Activity » Your answer should be a single number: how many lines in the data below hold the string "bool".

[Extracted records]

# # # # # # #

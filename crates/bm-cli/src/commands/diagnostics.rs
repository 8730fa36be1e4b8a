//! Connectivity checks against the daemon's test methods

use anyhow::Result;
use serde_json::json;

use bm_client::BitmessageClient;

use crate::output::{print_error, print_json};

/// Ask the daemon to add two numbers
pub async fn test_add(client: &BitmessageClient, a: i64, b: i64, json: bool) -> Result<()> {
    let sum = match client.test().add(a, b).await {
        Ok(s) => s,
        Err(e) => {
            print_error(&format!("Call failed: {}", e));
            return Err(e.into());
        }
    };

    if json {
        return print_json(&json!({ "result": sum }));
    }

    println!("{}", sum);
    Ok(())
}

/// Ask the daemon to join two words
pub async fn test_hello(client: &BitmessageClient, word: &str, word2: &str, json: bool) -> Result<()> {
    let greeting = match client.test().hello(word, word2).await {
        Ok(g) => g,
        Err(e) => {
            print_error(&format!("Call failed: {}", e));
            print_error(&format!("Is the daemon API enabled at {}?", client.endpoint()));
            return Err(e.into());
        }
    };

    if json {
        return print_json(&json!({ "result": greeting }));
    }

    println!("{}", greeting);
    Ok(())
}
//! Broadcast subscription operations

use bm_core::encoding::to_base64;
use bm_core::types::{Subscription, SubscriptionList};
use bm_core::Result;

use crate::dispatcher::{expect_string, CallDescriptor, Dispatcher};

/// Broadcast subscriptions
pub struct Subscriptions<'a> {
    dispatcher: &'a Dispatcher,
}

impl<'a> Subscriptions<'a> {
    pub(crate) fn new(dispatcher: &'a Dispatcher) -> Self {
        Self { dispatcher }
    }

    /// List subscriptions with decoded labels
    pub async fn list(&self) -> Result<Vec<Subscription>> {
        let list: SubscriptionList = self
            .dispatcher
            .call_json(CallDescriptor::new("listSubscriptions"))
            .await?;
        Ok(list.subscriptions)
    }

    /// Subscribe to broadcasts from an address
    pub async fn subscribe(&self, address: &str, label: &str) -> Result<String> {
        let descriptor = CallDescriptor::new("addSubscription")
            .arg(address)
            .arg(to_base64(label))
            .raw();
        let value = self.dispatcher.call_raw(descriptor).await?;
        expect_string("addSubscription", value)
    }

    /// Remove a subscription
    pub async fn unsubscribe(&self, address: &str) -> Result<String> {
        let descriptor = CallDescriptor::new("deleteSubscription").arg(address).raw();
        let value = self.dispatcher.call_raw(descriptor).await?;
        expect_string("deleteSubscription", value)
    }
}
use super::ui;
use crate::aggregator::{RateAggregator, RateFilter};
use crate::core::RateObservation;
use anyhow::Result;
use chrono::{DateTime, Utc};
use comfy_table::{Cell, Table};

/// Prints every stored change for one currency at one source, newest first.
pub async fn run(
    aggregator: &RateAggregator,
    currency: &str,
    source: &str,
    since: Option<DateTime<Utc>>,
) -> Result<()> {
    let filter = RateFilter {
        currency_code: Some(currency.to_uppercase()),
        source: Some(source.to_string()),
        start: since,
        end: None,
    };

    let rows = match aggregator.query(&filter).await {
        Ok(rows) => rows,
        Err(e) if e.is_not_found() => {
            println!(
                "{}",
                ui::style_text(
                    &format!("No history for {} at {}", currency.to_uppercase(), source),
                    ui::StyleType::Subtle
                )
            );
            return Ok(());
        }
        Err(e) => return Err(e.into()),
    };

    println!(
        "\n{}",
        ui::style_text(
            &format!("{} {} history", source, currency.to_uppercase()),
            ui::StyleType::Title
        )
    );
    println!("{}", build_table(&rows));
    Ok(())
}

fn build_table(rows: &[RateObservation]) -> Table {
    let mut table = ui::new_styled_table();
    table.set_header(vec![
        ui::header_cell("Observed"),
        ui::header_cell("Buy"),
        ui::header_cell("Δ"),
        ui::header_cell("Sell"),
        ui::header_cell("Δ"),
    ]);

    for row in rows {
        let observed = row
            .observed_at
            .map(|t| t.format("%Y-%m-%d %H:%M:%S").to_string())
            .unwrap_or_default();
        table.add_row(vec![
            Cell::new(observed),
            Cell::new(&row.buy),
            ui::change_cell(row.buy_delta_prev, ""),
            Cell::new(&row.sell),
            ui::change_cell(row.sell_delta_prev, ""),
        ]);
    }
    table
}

# # # # # # #

Response to this task » 2